Despite the numerous titles they’ve won — no, precisely because they’ve won so many and know how sweet it is — anything short of a championship is unacceptable for the Aisin SeaHorses.
The Aichi Prefecture club captured its first Emperor’s Cup in five years with an 89-73 win over the Link Tochigi Brex in the men’s final of the 91st All-Japan Basketball Championship at Yoyogi National Gymnasium on Monday.
Center J.R. Sakuragi racked up 26 points, nine rebounds and six assists to guide Aisin to its ninth All-Japan title.
Shooter Kosuke Kanamaru scored 19 points, while American big man Gavin Edwards and youngster Makoto Hiejima chipped in with 18 and 12 points, respectively, for the SeaHorses.
“We really wanted to win this All-Japan tournament this time,” Aisin head coach Kimikazu Suzuki said after the game. “We’d practiced hard for this Emperor’s Cup.”
The game was tight in the first half but Aisin came through in the second half, capitalizing on its signature defense, which is the second best in the ongoing NBL regular season (72.0 points per game).
“We knew how Link Tochigi would play, and tried not to be passive against them,” Kanamaru said after the game. “We tried to play our own brand of ball and defense for the entire 40 minutes, and I think we were able to do it. That’s the biggest reason why we won the game.”
Shooters Hironori Watanabe and Takatoshi Furukawa led the team with 24 and 21 points, respectively. Watanabe sank five 3-point shots. American inside player Ryan Rossiter had a double-double with 15 points and 15 rebounds for Link Tochigi, which was making its first All-Japan final appearance.
The Brex have been the best offensive team in the NBL, averaging 82.1 points. They are currently in first place with a 19-4 record, but were held to 29 points in the second half.
Suzuki added that it was a special championship for the team compared to its past titles, because the players were so united.

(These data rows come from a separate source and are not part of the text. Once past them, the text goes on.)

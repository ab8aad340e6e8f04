//! Run result types.
//!
//! Contains types for representing the outcome of a task run.

use std::path::PathBuf;
use std::time::Duration;

/// Status of a single task.
#[derive(Debug, Clone, PartialEq, Eq)]
pub enum TaskStatus {
    /// Task succeeded
    Success,
    /// Task did nothing (up to date, or nothing to process)
    Skipped,
    /// Task failed with error
    Failed(String),
}

impl TaskStatus {
    /// Check if the status indicates success.
    pub fn is_success(&self) -> bool {
        matches!(self, TaskStatus::Success | TaskStatus::Skipped)
    }

    /// Check if the status indicates failure.
    pub fn is_failure(&self) -> bool {
        matches!(self, TaskStatus::Failed(_))
    }
}

impl std::fmt::Display for TaskStatus {
    fn fmt(&self, f: &mut std::fmt::Formatter<'_>) -> std::fmt::Result {
        match self {
            TaskStatus::Success => write!(f, "success"),
            TaskStatus::Skipped => write!(f, "skipped"),
            TaskStatus::Failed(err) => write!(f, "failed: {}", err),
        }
    }
}

/// Result of running a single task.
#[derive(Debug, Clone)]
pub struct TaskResult {
    pub task: String,
    pub status: TaskStatus,
    /// Output files written
    pub outputs: Vec<PathBuf>,
    pub duration: Duration,
}

impl TaskResult {
    /// Create a successful result.
    pub fn success(task: String, outputs: Vec<PathBuf>, duration: Duration) -> Self {
        Self { task, status: TaskStatus::Success, outputs, duration }
    }

    /// Create a skipped result.
    pub fn skipped(task: String, duration: Duration) -> Self {
        Self { task, status: TaskStatus::Skipped, outputs: vec![], duration }
    }

    /// Create a failed result.
    pub fn failed(task: String, error: String, duration: Duration) -> Self {
        Self { task, status: TaskStatus::Failed(error), outputs: vec![], duration }
    }

    pub fn with_outputs(mut self, outputs: Vec<PathBuf>) -> Self {
        self.outputs = outputs;
        self
    }

    /// Check if this result is successful.
    pub fn is_success(&self) -> bool {
        self.status.is_success()
    }
}

/// Result of a complete task run.
#[derive(Debug, Default)]
pub struct RunResult {
    /// Results in completion order
    pub tasks: Vec<TaskResult>,
    pub total_duration: Duration,
}

impl RunResult {
    /// Create a new empty run result.
    pub fn new() -> Self {
        Self::default()
    }

    pub fn add_result(&mut self, result: TaskResult) {
        self.tasks.push(result);
    }

    /// Set the total duration.
    pub fn with_duration(mut self, duration: Duration) -> Self {
        self.total_duration = duration;
        self
    }

    /// Result for one task, if it ran.
    pub fn get(&self, task: &str) -> Option<&TaskResult> {
        self.tasks.iter().find(|r| r.task == task)
    }

    pub fn success_count(&self) -> usize {
        self.tasks.iter().filter(|r| matches!(r.status, TaskStatus::Success)).count()
    }

    pub fn skipped_count(&self) -> usize {
        self.tasks.iter().filter(|r| matches!(r.status, TaskStatus::Skipped)).count()
    }

    pub fn failed_count(&self) -> usize {
        self.tasks.iter().filter(|r| r.status.is_failure()).count()
    }

    /// Check if the overall run succeeded (no failures).
    pub fn is_success(&self) -> bool {
        self.failed_count() == 0
    }

    /// Get all outputs produced.
    pub fn all_outputs(&self) -> Vec<&PathBuf> {
        self.tasks.iter().flat_map(|r| r.outputs.iter()).collect()
    }

    /// Get failed task results.
    pub fn failures(&self) -> Vec<&TaskResult> {
        self.tasks.iter().filter(|r| r.status.is_failure()).collect()
    }

    /// Format a summary of the run.
    pub fn summary(&self) -> String {
        let mut lines = Vec::new();

        let success = self.success_count();
        let skipped = self.skipped_count();
        let failed = self.failed_count();
        let total = self.tasks.len();

        if failed > 0 {
            lines.push(format!(
                "Run failed: {} succeeded, {} skipped, {} failed ({} total)",
                success, skipped, failed, total
            ));
            for task in self.failures() {
                lines.push(format!("  - {}: {}", task.task, task.status));
            }
        } else {
            lines.push(format!(
                "Run succeeded: {} tasks, {} files written in {}",
                total,
                self.all_outputs().len(),
                crate::watch::format_duration(self.total_duration)
            ));
        }

        lines.join("\n")
    }
}

#[cfg(test)]
mod tests {
    use super::*;

    #[test]
    fn test_task_status_display() {
        assert_eq!(TaskStatus::Success.to_string(), "success");
        assert_eq!(TaskStatus::Skipped.to_string(), "skipped");
        assert_eq!(TaskStatus::Failed("error".to_string()).to_string(), "failed: error");
    }

    #[test]
    fn test_task_status_is_success() {
        assert!(TaskStatus::Success.is_success());
        assert!(TaskStatus::Skipped.is_success());
        assert!(!TaskStatus::Failed("error".to_string()).is_success());
    }

    #[test]
    fn test_run_result_counts() {
        let mut result = RunResult::new();
        result.add_result(TaskResult::success("clean".to_string(), vec![], Duration::ZERO));
        result.add_result(TaskResult::skipped("compile".to_string(), Duration::ZERO));
        result.add_result(TaskResult::failed(
            "styles".to_string(),
            "[styles] bad".to_string(),
            Duration::ZERO,
        ));

        assert_eq!(result.success_count(), 1);
        assert_eq!(result.skipped_count(), 1);
        assert_eq!(result.failed_count(), 1);
        assert!(!result.is_success());
        assert!(result.get("styles").is_some());
        assert!(result.get("scripts").is_none());
    }

    #[test]
    fn test_run_result_all_outputs() {
        let mut result = RunResult::new();
        result.add_result(TaskResult::success(
            "styles".to_string(),
            vec![PathBuf::from("index.css")],
            Duration::ZERO,
        ));
        result.add_result(TaskResult::success(
            "templates".to_string(),
            vec![PathBuf::from("index.html"), PathBuf::from("about.html")],
            Duration::ZERO,
        ));

        assert_eq!(result.all_outputs().len(), 3);
    }

    #[test]
    fn test_run_result_summary() {
        let mut result = RunResult::new();
        result.add_result(TaskResult::success(
            "styles".to_string(),
            vec![PathBuf::from("index.css")],
            Duration::from_millis(100),
        ));

        let summary = result.with_duration(Duration::from_millis(100)).summary();
        assert!(summary.contains("Run succeeded"));
        assert!(summary.contains("1 files written"));
    }

    #[test]
    fn test_run_result_failure_summary() {
        let mut result = RunResult::new();
        result.add_result(TaskResult::failed(
            "templates".to_string(),
            "[templates] index.html: unexpected token".to_string(),
            Duration::ZERO,
        ));

        let summary = result.summary();
        assert!(summary.contains("Run failed"));
        assert!(summary.contains("templates: failed: [templates] index.html"));
    }
}
impl Default for ProjectConfig {
    fn default() -> Self {
        Self { name: default_project_name(), src: default_src(), dist: default_dist() }
    }
}

/// Source category directories, relative to `project.src`
#[derive(Debug, Clone, Serialize, Deserialize)]
pub struct PathsConfig {
    #[serde(default = "default_templates_dir")]
    pub templates: PathBuf,
    #[serde(default = "default_styles_dir")]
    pub styles: PathBuf,
    #[serde(default = "default_images_dir")]
    pub images: PathBuf,
    #[serde(default = "default_scripts_dir")]
    pub scripts: PathBuf,
}

fn default_templates_dir() -> PathBuf {
    PathBuf::from("pug")
}

fn default_styles_dir() -> PathBuf {
    PathBuf::from("sass")
}

fn default_images_dir() -> PathBuf {
    PathBuf::from("assets")
}

fn default_scripts_dir() -> PathBuf {
    PathBuf::from("scripts")
}

impl Default for PathsConfig {
    fn default() -> Self {
        Self {
            templates: default_templates_dir(),
            styles: default_styles_dir(),
            images: default_images_dir(),
            scripts: default_scripts_dir(),
        }
    }
}

/// Remote deployment locations used to build absolute URLs
#[derive(Debug, Clone, Serialize, Deserialize)]
pub struct RemoteConfig {
    /// Folder the site is published under on staging and production
    #[serde(default = "default_folder_name")]
    pub folder_name: String,
    /// Root URL of the production site
    #[serde(default = "default_production_root")]
    pub production: String,
    /// Root URL of the staging site (defaults to `/<folder_name>/`)
    #[serde(default, skip_serializing_if = "Option::is_none")]
    pub staging: Option<String>,
}

fn default_folder_name() -> String {
    "pesaro".to_string()
}

fn default_production_root() -> String {
    "https://sorarize.github.io/pesaro/".to_string()
}

impl RemoteConfig {
    /// Staging root, falling back to the deployment folder.
    pub fn staging_root(&self) -> String {
        self.staging.clone().unwrap_or_else(|| format!("/{}/", self.folder_name))
    }
}

impl Default for RemoteConfig {
    fn default() -> Self {
        Self { folder_name: default_folder_name(), production: default_production_root(), staging: None }
    }
}

/// Deployment rename settings
#[derive(Debug, Clone, Serialize, Deserialize)]
pub struct DeployConfig {
    /// Folder (relative to the project root) the build is renamed to
    #[serde(default = "default_deploy_folder")]
    pub folder: PathBuf,
    /// Remove an existing deploy folder before renaming
    #[serde(default)]
    pub overwrite: bool,
}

“We’ve won it nine times,” Suzuki said. “But this is the happiest championship for me.”
All the SeaHorses players played in red shoes, symbolizing their determination to win the Emperor’s Cup throughout this tourney.
Having won the tournament, the SeaHorses have reminded basketball fans that they are the dominant Japanese club in the 21st century. They have won nine All-Japan titles in the last 15 years and six domestic league championships in the same period.
Sakuragi and 34-year-old guard Shinsuke Kashiwagi believe that the current team has a lot of potential.
Sakuragi recalled that the team was “very smart” with many older players for the first few years after he joined the team in 2001. But he believes that the present squad has different abilities.
“Now we use a lot of our ability, athletic ability, shooting ability, running ability,” said the 39-year-old Sakuragi, who was formerly known as J.R. Henderson and obtained Japanese citizenship in 2007. “So I use our ability to win. I use Kanamaru’s shooting. I tell him where I want him to go. I watch his style, what he likes to do, so he can score. Hiejima’s good at dribbling and running and penetration, so we kind of do things to get him in the zone.”
Sakuragi, who was on the NCAA national championship-winning UCLA team in 1995, said that the present SeaHorses team is undoubtedly a more athletic squad than ever, and has the “potential to become the strongest team.”
“Everything is there, but now it’s got to come together,” Sakuragi said. “It’s very dangerous how this team can be. I see it. I’m sure other people see it. We can score 100 points a game if we want to. That’s how good this team is.”